Nelle scorse settimane, gli esperti in sicurezza hanno individuato un nuovo tipo di attacco phishing che, invece di dirottare le vittime verso un sito internet fraudolento, fornisce loro un numero telefonico cui chiamare per risolvere fantomatici problemi all’account del celebre servizio di pagamento online PayPal.
Nell’email si legge infatti che l’account PayPal è stato oggetto di attività fraudolenta e il destinatario viene invitato a chiamare un numero telefonico per verificare i dettagli.
All’altro capo, una voce registrata invita a digitare le 16 cifre che compongono il codice segreto della carta di credito e, per aumentare la sensazione di veridicità dell’operazione, se il numero digitato è sbagliato, viene richiesto di reinserirlo. A questo punto, la frittata è fatta: tutti i dati sono passati nelle mani dei criminali informatici!
Per questo tipo di truffe, i criminali utilizzano i cosiddetti ‘war dialer‘, approfittando di una prassi ormai consolidata tra le società di carte di credito che utilizzano come procedura standard la richiesta via telefono delle 16 cifre che compongono il codice delle carte di credito, prima di passare la chiamata a un addetto.
Appena scoperta la truffa, PayPal ha immediatamente allertato le forze dell’ordine e i service provider coinvolti per risolvere il problema, ma il caso spiegano gli esperti IDC – “non è che il primo di quella che molto probabilmente sarà una lunga serie”.
Secondo Websense, un altro paio di casi si sono già verificati nelle scorse settimane, coinvolgendo il famoso sito d’aste online eBay e la banca americana Santa Barbara Bank & Trust.
Se finora gli artisti dello scam hanno risparmiato le reti telefoniche a causa degli alti costi e della tracciabilità delle telefonate, essi possono ora anche approfittare della grande diffusione del VoIP per mettere a segno colpi di più vasta portata, usando la stessa tecnologia utilizzata per lo spam via email.

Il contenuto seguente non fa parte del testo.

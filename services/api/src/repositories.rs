//! Repositories for database operations

pub mod follow;
pub mod loan;
pub mod message;
pub mod post;
pub mod savings;
pub mod user;

pub use follow::FollowRepository;
pub use loan::LoanRepository;
pub use message::MessageRepository;
pub use post::PostRepository;
pub use savings::SavingsRepository;
pub use user::UserRepository;
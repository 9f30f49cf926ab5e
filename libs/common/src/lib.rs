//! Common library for the FinSphere backend
//!
//! This crate provides shared functionality used by the FinSphere services,
//! including database connectivity and error handling.

pub mod database;
pub mod error;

“Oggi è molto semplice creare un account VoIP con un provider online e un sistema interattivo di risposta vocale”, ha spiegato David Endler, direttore security research di TippingPoint.
Questi sistemi sono destinati a proliferare come i falsi siti sui quali si è finora basata l’offensiva dei phisher e daranno la possibilità ai criminale di effettuare un numero illimitato di chiamate a una frazione del costo richiesto da una simile attività sulle reti telefoniche tradizionali.
Allo stesso tempo, la gente tende a fidarsi molto di più di un numero telefonico che di una email.
“Le minacce rivolte ai cellulari sono anche più pericolose perché coloro che creano i virus hanno imparato molto dalle loro esperienze in ambito PC. Ciò significa che gli attacchi più pericolosi si verificheranno con poco rumore e il massimo danno” ha commentato Paul Cuss, amministratore delegato di SmartTrust.
Del resto, secondo molti osservatori, è solo questione di tempo perché il VoIP sia tanto diffuso quanto le eMail, mentre gli spammer, sempre al passo coi tempi, hanno già abbracciato lo “spim“, ovvero lo spam sui sistemi di messaggeria istantanea, che rappresenta già il 10% del traffico instant-messaging.
Lo “spit” (spam sulle linee telefoniche) è dunque dietro l’angolo: di sicuro, i famigerati telemarketer non si faranno sfuggire l’occasione di inondare gli utenti con i loro messaggi spazzatura, data la profittabilità e la semplicità dell’operazione.
Ma allora, come fare per difendere il proprio telefonino dalle invasioni esterne?
Molti esperti raccomandano lo stesso buon senso richiesto per tenersi alla larga da problemi online: non dare mai informazioni personali a fonti non conosciute e assicurarsi che il numero di telefono che componiamo per verificare informazioni personali relative al nostro conto corrente o a un account sia stato fornito da fonti ufficiali.
“Se qualcuno chiama senza una nostra esplicita richiesta, il consiglio numero 1 è di rispondere ‘grazie, non mi interessa’”, ha aggiunto Michael Gough, autore del libro Skype Me!.
Secure Computing raccomanda anche – quando si riceve una telefonata da qualcuno che si spaccia per rappresentante di una banca o di una società di carte di credito – di riattaccare immediatamente e di riportare l’accaduto alla compagnia interessata.